So we see, you know, these things are already, it's already there, it’s already evident to people
that this must mean something, but what exactly does it mean? Does it mean something
about, you know, what does it mean about C, that Hans Richter chose that language to write his
file system in. Does it, is there a relationship, you know, what is that mean, I always think it's
interesting, everyone knows that everyone would think, who knows anything about Deep Blue,
would say oh, it's a triumph for IBM, it’s capitalist corporate victory over the Soviet Union and
this chess player and everything and Cold War venture, but I've never heard anyone say like, oh
that proves, you know, risk is the right architecture to use for your chip. Or like this means like
C in the UNIX operating system are great. Right? But why not? That project had those
dimensions as well, it's just some of them were chosen to be highlighted. But surely, you know,
the fact that UNIX was around, that sort of something like Bell Labs produced this and so on, I
mean that's not discussed as part of that narrative, but all of these dynamics are there. And so I
think it's ways to enrich the discourse about things that we're talking about, but we’re only
talking about them at the level of the corporate entities that are involved sometimes and also
to figure out things about how computers model our world. Like what does in terms of climate
simulation, like, it's clear that the people who are saying, who are looking at this code and
saying oh, fudge factor, things like this, or I need to fix this, oh yeah, the presence of I need to
fix this in some scientific code means the entire field is fraudulent, obviously. Right? It's people
who haven't read, no one has any context. They have a red code. They don't know what, that
code is dynamic, for instance. And people are still working on it. To do a research project
means that you continue writing code.
So these are things that if we're going to figure out how to incorporate this into our society
rather than just use it as sort of brandish it to make fun of political opponents or things like this,
we need to look, I think, deeper into it.

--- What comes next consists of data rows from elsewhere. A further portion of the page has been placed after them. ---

//! Product lookups

use shared::models::Product;
use sqlx::PgPool;

type BoxError = Box<dyn std::error::Error + Send + Sync>;

pub async fn find_by_id(pool: &PgPool, product_id: i64) -> Result<Option<Product>, BoxError> {
    let row: Option<Product> = sqlx::query_as(
        "SELECT id, name, price, is_active, created_at FROM products WHERE id = $1",
    )
    .bind(product_id)
    .fetch_optional(pool)
    .await?;
    Ok(row)
}

/// Transaction-scoped variant used by the completion path, so the price
/// recorded on the stock transaction is read inside the same transaction.
pub async fn find_by_id_tx(
    tx: &mut sqlx::Transaction<'_, sqlx::Postgres>,
    product_id: i64,
) -> Result<Option<Product>, BoxError> {
    let row: Option<Product> = sqlx::query_as(
        "SELECT id, name, price, is_active, created_at FROM products WHERE id = $1",
    )
    .bind(product_id)
    .fetch_optional(&mut **tx)
    .await?;
    Ok(row)
}
//! Order endpoints: create, list, detail, per-user history, status transitions

use axum::{
    Extension, Json,
    extract::{Path, Query, State},
};
use serde::Deserialize;
use shared::error::ApiResponse;
use shared::models::{OrderCreate, OrderDetail, OrderStatus, OrderSummary};

use crate::auth::Identity;
use crate::state::AppState;

use super::ApiResult;

/// POST /api/orders
///
/// Customers may only create orders for themselves; admins for anyone.
/// A missing `user_id` falls through to field validation.
pub async fn create_order(
    State(state): State<AppState>,
    Extension(identity): Extension<Identity>,
    Json(payload): Json<OrderCreate>,
) -> ApiResult<OrderDetail> {
    if let Some(user_id) = payload.user_id {
        identity.require_admin_or_self(user_id)?;
    }

    let detail = state.orders.create_order(payload).await?;
    Ok(Json(detail))
}

/// GET /api/orders
#[derive(Deserialize)]
pub struct OrdersQuery {
    pub page: Option<i32>,
    pub per_page: Option<i32>,
}

pub async fn list_orders(
    State(state): State<AppState>,
    Extension(identity): Extension<Identity>,
    Query(query): Query<OrdersQuery>,
) -> ApiResult<Vec<OrderSummary>> {
    identity.require_admin()?;

    let per_page = query.per_page.unwrap_or(20).clamp(1, 100);
    let page = query.page.unwrap_or(1).max(1);
    let offset = i64::from(page - 1) * i64::from(per_page);

    let orders = state.orders.list_orders(per_page, offset).await?;
    Ok(Json(orders))
}

/// GET /api/orders/:id
pub async fn get_order(
    State(state): State<AppState>,
    Extension(identity): Extension<Identity>,
    Path(order_id): Path<i64>,
) -> ApiResult<OrderDetail> {
    identity.require_admin()?;

    let detail = state.orders.get_order(order_id).await?;
    Ok(Json(detail))
}

/// GET /api/users/:user_id/orders
pub async fn list_user_orders(
    State(state): State<AppState>,
    Extension(identity): Extension<Identity>,
    Path(user_id): Path<i64>,
) -> ApiResult<Vec<OrderDetail>> {
    identity.require_admin_or_self(user_id)?;

    let orders = state.orders.orders_for_user(user_id).await?;
    Ok(Json(orders))
}

/// PUT /api/orders/:id/status
#[derive(Deserialize)]
pub struct StatusUpdate {
    pub status: OrderStatus,
}

pub async fn update_order_status(
    State(state): State<AppState>,
    Extension(identity): Extension<Identity>,
    Path(order_id): Path<i64>,
    Json(payload): Json<StatusUpdate>,
) -> ApiResult<ApiResponse<()>> {
    identity.require_admin()?;

    state.orders.update_status(order_id, payload.status).await?;
    Ok(Json(ApiResponse::ok()))
}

>>: What do you think about big data, though? I mean I've been looking at this, and it's
essentially 50-50 cheat probability, but what if all you had was the end result in trying to work
your way back within and develop an understanding of what kind of the genesis of it was, or I
mean we’re logging all these tweets and everything like that, you know, where do you think
that's going to end up going where we have a huge amount of data; are we going to get just
down to a point where we have got a 90 percent probability of making a decision because
there’s such a vast amount of information to mine? And all servers require power, and even
with Moore's law, there’s going to be a point where there's just so much information that it
becomes impractical.
>> Nick Montfort: Yeah. I think there's a lot of big data research. There's a lot of big data
questions that are very significant. I like to say, you know, the 10 of us are giving our answer to
big data is small code. Right? That not only can we look at those issues of big data that are
very popular in the humanities, but we can also consider code, which is von Neumann would've
been told, is data itself, data and code are interchangeable, but we can also look at that level.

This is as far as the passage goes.